I've been thinking, for whatever reason, what ET math would be like. I bet a lot of people would think that it and our math will not only be comparable, they will likely be essentially identical. For example, the induction principle in arithmetic would likely also be a theorem in their math. The Pythagorean theorem is probably among their theorems, as another example though their name for it (if it has a name) might be just "Theorem #691,865,863,532,987".

To that end, I was wondering how various ET mathematicians might define the word equation. A lot of us on earth are taught first off that an equation is just a formula or expression that contains the following symbol: =. But the ETs won't have that symbol in their language. So when fabricating the Rosetta Stone which will provide a means to translate their language to ours and vice versa, to give the proper meaning of our word equation, we have to capture the essence of what equality is.

Equality is a "principle" of sorts that exists only in certain formal systems. Many formal systems have nothing like equality while other formal systems have an equality. If xEy (which intuitively means x=y) is a grammatically-correct utterance in the formal system and if E is a symbol in the formal system possessing the following properties, then I would say E represents equality:

1. What E points to is an equivalence relation, meaning

1a. for all x, xEx (reflexivity)

1b. for all x and y, if xEy then yEx (symmetry)

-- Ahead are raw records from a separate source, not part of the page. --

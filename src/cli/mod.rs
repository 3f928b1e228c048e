//! CLI Module
//!
//! Command-line interface for the Scenecast animation generator.

pub mod commands;

use crate::model::{CharacterType, EmotionalTone, Environment, GeneratorConfig};
use clap::{Args, Parser, Subcommand};
use std::path::PathBuf;

/// Scenecast - text to animated scene generator with narration and ambience
#[derive(Parser, Debug)]
#[command(name = "scenecast")]
#[command(version, about, long_about = None)]
pub struct Cli {
    /// Enable verbose output
    #[arg(short, long, global = true)]
    pub verbose: bool,

    /// JSON configuration file
    #[arg(short, long, global = true)]
    pub config: Option<PathBuf>,

    #[command(subcommand)]
    pub command: Option<Commands>,
}

#[derive(Subcommand, Debug)]
pub enum Commands {
    /// Generate an animation and print the result
    #[command(name = "generate")]
    Generate {
        #[command(flatten)]
        args: GenerateArgs,

        /// Print the result as JSON
        #[arg(long)]
        json: bool,
    },

    /// Generate, then run a playback session on the simulated backend
    #[command(name = "preview")]
    Preview {
        #[command(flatten)]
        args: GenerateArgs,

        /// Toggle mute once playback has started
        #[arg(long)]
        mute: bool,

        /// How far to advance the playheads before resetting
        #[arg(long, default_value_t = 3000)]
        advance_ms: u64,
    },

    /// Print the hue rotation for a character color
    #[command(name = "hue")]
    Hue {
        /// Color as #rrggbb
        color: String,
    },

    /// Generate, then save the video locally
    #[command(name = "download")]
    Download {
        #[command(flatten)]
        args: GenerateArgs,

        /// Output directory
        #[arg(short, long, default_value = ".")]
        out: PathBuf,
    },
}

/// Generator form fields; anything left out comes from the configuration
#[derive(Args, Debug, Clone, Default)]
pub struct GenerateArgs {
    /// What the animation should show
    pub prompt: String,

    /// Emotional tone: happy, sad, excited, surprised
    #[arg(short, long, value_parser = parse_tone)]
    pub tone: Option<EmotionalTone>,

    /// Character type: human, animal, fantasy-creature
    #[arg(long, value_parser = parse_character)]
    pub character: Option<CharacterType>,

    /// Character color as #rrggbb
    #[arg(long)]
    pub color: Option<String>,

    /// Environment: city, desert, space, underwater, forest
    #[arg(short, long, value_parser = parse_environment)]
    pub environment: Option<Environment>,

    /// Leave out the narration track
    #[arg(long)]
    pub no_narration: bool,

    /// Leave out the ambience track
    #[arg(long)]
    pub no_ambience: bool,

    /// Narration volume percent
    #[arg(long, value_parser = clap::value_parser!(u32).range(0..=100))]
    pub narration_volume: Option<u32>,

    /// Ambience volume percent
    #[arg(long, value_parser = clap::value_parser!(u32).range(0..=100))]
    pub ambience_volume: Option<u32>,
}

impl GenerateArgs {
    /// Apply these arguments on top of configured defaults
    pub fn to_config(&self, defaults: &GeneratorConfig) -> GeneratorConfig {
        let mut config = defaults.clone().with_prompt(self.prompt.clone());

        if let Some(tone) = self.tone {
            config = config.with_tone(tone);
        }
        if let Some(character) = self.character {
            config.character.character_type = character;
        }
        if let Some(color) = &self.color {
            config = config.with_color(color.clone());
        }
        if let Some(environment) = self.environment {
            config = config.with_environment(environment);
        }

        let mut audio = config.audio;
        if self.no_narration {
            audio = audio.with_narration(false);
        }
        if self.no_ambience {
            audio = audio.with_ambience(false);
        }
        if let Some(volume) = self.narration_volume {
            audio = audio.with_narration_volume(volume);
        }
        if let Some(volume) = self.ambience_volume {
            audio = audio.with_ambience_volume(volume);
        }
        config.with_audio(audio)
    }
}

fn parse_tone(s: &str) -> Result<EmotionalTone, String> {
    EmotionalTone::from_str(s).ok_or_else(|| format!("unknown tone '{}'", s))
}

fn parse_character(s: &str) -> Result<CharacterType, String> {
    CharacterType::from_str(s).ok_or_else(|| format!("unknown character type '{}'", s))
}

fn parse_environment(s: &str) -> Result<Environment, String> {
    Environment::from_str(s).ok_or_else(|| format!("unknown environment '{}'", s))
}
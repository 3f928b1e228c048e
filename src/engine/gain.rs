//! Channel Gain
//!
//! Maps the user-facing integer volume percent onto the continuous gain
//! applied to a media handle.

use serde::{Deserialize, Serialize};
use std::fmt;

// ============================================================================
// Constants
// ============================================================================

/// Maximum volume percent
pub const MAX_VOLUME_PERCENT: u8 = 100;

/// Volume percent used when the user has not chosen one
pub const DEFAULT_VOLUME_PERCENT: u8 = 75;

// ============================================================================
// Helper Functions
// ============================================================================

/// Convert a volume percent to a linear gain
///
/// Values above 100 are clamped, so the result is always in `[0.0, 1.0]`.
///
/// # Example
/// ```
/// use scenecast::engine::percent_to_gain;
/// assert_eq!(percent_to_gain(50), 0.5);
/// assert_eq!(percent_to_gain(250), 1.0);
/// ```
#[inline]
pub fn percent_to_gain(percent: u32) -> f32 {
    percent.min(MAX_VOLUME_PERCENT as u32) as f32 / MAX_VOLUME_PERCENT as f32
}

// ============================================================================
// Volume Percent
// ============================================================================

/// Integer volume in `[0, 100]`
///
/// The clamp happens on every construction path, including deserialization,
/// so an out-of-range value can never reach a channel.
#[derive(Debug, Clone, Copy, PartialEq, Eq, PartialOrd, Ord, Hash, Serialize, Deserialize)]
#[serde(from = "u32", into = "u32")]
pub struct VolumePercent(u8);

impl VolumePercent {
    /// Silent
    pub const MUTE: VolumePercent = VolumePercent(0);

    /// Full scale
    pub const FULL: VolumePercent = VolumePercent(MAX_VOLUME_PERCENT);

    /// Create a volume, clamping to `[0, 100]`
    pub fn new(percent: u32) -> Self {
        Self(percent.min(MAX_VOLUME_PERCENT as u32) as u8)
    }

    /// Get the raw percent
    pub fn get(self) -> u8 {
        self.0
    }

    /// Get the linear gain for this volume
    pub fn gain(self) -> f32 {
        percent_to_gain(self.0 as u32)
    }
}

impl Default for VolumePercent {
    fn default() -> Self {
        Self(DEFAULT_VOLUME_PERCENT)
    }
}

impl From<u32> for VolumePercent {
    fn from(percent: u32) -> Self {
        Self::new(percent)
    }
}

impl From<VolumePercent> for u32 {
    fn from(volume: VolumePercent) -> Self {
        volume.0 as u32
    }
}

impl fmt::Display for VolumePercent {
    fn fmt(&self, f: &mut fmt::Formatter<'_>) -> fmt::Result {
        write!(f, "{}%", self.0)
    }
}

1c. for all x, y and z, if xEy and yEz then xEz (transivity)

2. every equivalence class defined by E has cardinality exactly 1.

An equivalence class defined by E means that, given x, the equivalence class generated by x is the set of all things E-equivalent to x. Everything in one equivalence class is E-equivalent to everything else in that equivalence class. Saying it has cardinality one means that it has one element.

If we did not have criteria #2 in the definition of "equation," then it might be the case that aEb although a and b are different. In that case, the equivalence class generated by a has at least one other element, b; so the cardinality of that equivalence class would not be 1, it would be at least 2.

Looking at the three criteria under #1, it is clear that equality behaves so, and equivalence relations just generalize equality.

In a class where the word equation is defined, soon to follow is the definition of the word solution, as in "a solution to an equation." I haven't thought much about what "solution to an equation" might mean to an ET mathematician.